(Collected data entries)
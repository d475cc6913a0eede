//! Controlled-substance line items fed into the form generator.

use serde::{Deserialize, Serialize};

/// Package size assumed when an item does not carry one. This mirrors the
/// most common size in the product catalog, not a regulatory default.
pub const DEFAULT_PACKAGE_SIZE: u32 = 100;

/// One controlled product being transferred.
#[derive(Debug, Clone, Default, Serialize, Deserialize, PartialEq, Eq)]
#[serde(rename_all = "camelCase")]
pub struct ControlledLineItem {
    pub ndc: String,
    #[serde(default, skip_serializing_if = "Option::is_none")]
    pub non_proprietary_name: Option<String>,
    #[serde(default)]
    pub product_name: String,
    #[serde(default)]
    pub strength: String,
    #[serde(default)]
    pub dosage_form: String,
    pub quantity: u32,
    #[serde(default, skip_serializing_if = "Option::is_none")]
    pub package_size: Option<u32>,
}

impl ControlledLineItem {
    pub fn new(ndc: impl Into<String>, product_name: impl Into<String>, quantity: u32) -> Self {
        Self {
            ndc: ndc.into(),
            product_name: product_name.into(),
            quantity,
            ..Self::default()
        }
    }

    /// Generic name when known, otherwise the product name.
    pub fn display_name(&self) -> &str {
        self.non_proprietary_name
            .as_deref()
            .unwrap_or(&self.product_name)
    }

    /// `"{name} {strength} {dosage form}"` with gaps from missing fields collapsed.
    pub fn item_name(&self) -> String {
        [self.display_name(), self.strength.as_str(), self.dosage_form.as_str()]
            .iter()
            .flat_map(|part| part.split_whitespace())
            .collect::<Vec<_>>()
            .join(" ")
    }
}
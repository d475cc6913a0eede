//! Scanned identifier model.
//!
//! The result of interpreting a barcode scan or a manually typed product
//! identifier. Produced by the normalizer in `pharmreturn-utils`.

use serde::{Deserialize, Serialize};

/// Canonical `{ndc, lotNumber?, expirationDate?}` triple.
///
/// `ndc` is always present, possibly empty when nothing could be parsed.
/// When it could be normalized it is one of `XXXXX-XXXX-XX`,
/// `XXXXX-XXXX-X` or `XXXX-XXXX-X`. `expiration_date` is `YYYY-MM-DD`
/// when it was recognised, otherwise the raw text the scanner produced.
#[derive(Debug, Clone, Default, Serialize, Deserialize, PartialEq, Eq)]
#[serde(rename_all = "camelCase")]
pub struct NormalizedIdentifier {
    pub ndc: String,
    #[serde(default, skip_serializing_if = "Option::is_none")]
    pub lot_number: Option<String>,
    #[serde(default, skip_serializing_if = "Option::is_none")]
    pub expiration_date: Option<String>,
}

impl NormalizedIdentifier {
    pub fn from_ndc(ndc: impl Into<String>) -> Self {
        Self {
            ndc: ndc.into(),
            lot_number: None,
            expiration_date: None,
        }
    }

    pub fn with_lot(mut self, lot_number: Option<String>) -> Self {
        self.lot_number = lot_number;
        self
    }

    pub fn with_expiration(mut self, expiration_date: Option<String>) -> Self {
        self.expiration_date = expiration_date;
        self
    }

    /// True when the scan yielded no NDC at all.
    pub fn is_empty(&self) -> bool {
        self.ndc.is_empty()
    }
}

Task directions:
Exact copies of all the entries above are required.

Task result:
repository d475cc6913a0eede
//! Controlled-substance line items fed into the form generator.

use serde::{Deserialize, Serialize};

/// Package size assumed when an item does not carry one. This mirrors the
/// most common size in the product catalog, not a regulatory default.
pub const DEFAULT_PACKAGE_SIZE: u32 = 100;

/// One controlled product being transferred.
#[derive(Debug, Clone, Default, Serialize, Deserialize, PartialEq, Eq)]
#[serde(rename_all = "camelCase")]
pub struct ControlledLineItem {
    pub ndc: String,
    #[serde(default, skip_serializing_if = "Option::is_none")]
    pub non_proprietary_name: Option<String>,
    #[serde(default)]
    pub product_name: String,
    #[serde(default)]
    pub strength: String,
    #[serde(default)]
    pub dosage_form: String,
    pub quantity: u32,
    #[serde(default, skip_serializing_if = "Option::is_none")]
    pub package_size: Option<u32>,
}

impl ControlledLineItem {
    pub fn new(ndc: impl Into<String>, product_name: impl Into<String>, quantity: u32) -> Self {
        Self {
            ndc: ndc.into(),
            product_name: product_name.into(),
            quantity,
            ..Self::default()
        }
    }

    /// Generic name when known, otherwise the product name.
    pub fn display_name(&self) -> &str {
        self.non_proprietary_name
            .as_deref()
            .unwrap_or(&self.product_name)
    }

    /// `"{name} {strength} {dosage form}"` with gaps from missing fields collapsed.
    pub fn item_name(&self) -> String {
        [self.display_name(), self.strength.as_str(), self.dosage_form.as_str()]
            .iter()
            .flat_map(|part| part.split_whitespace())
            .collect::<Vec<_>>()
            .join(" ")
    }
}
repository d475cc6913a0eede
//! Scanned identifier model.
//!
//! The result of interpreting a barcode scan or a manually typed product
//! identifier. Produced by the normalizer in `pharmreturn-utils`.

use serde::{Deserialize, Serialize};

/// Canonical `{ndc, lotNumber?, expirationDate?}` triple.
///
/// `ndc` is always present, possibly empty when nothing could be parsed.
/// When it could be normalized it is one of `XXXXX-XXXX-XX`,
/// `XXXXX-XXXX-X` or `XXXX-XXXX-X`. `expiration_date` is `YYYY-MM-DD`
/// when it was recognised, otherwise the raw text the scanner produced.
#[derive(Debug, Clone, Default, Serialize, Deserialize, PartialEq, Eq)]
#[serde(rename_all = "camelCase")]
pub struct NormalizedIdentifier {
    pub ndc: String,
    #[serde(default, skip_serializing_if = "Option::is_none")]
    pub lot_number: Option<String>,
    #[serde(default, skip_serializing_if = "Option::is_none")]
    pub expiration_date: Option<String>,
}

impl NormalizedIdentifier {
    pub fn from_ndc(ndc: impl Into<String>) -> Self {
        Self {
            ndc: ndc.into(),
            lot_number: None,
            expiration_date: None,
        }
    }

    pub fn with_lot(mut self, lot_number: Option<String>) -> Self {
        self.lot_number = lot_number;
        self
    }

    pub fn with_expiration(mut self, expiration_date: Option<String>) -> Self {
        self.expiration_date = expiration_date;
        self
    }

    /// True when the scan yielded no NDC at all.
    pub fn is_empty(&self) -> bool {
        self.ndc.is_empty()
    }
}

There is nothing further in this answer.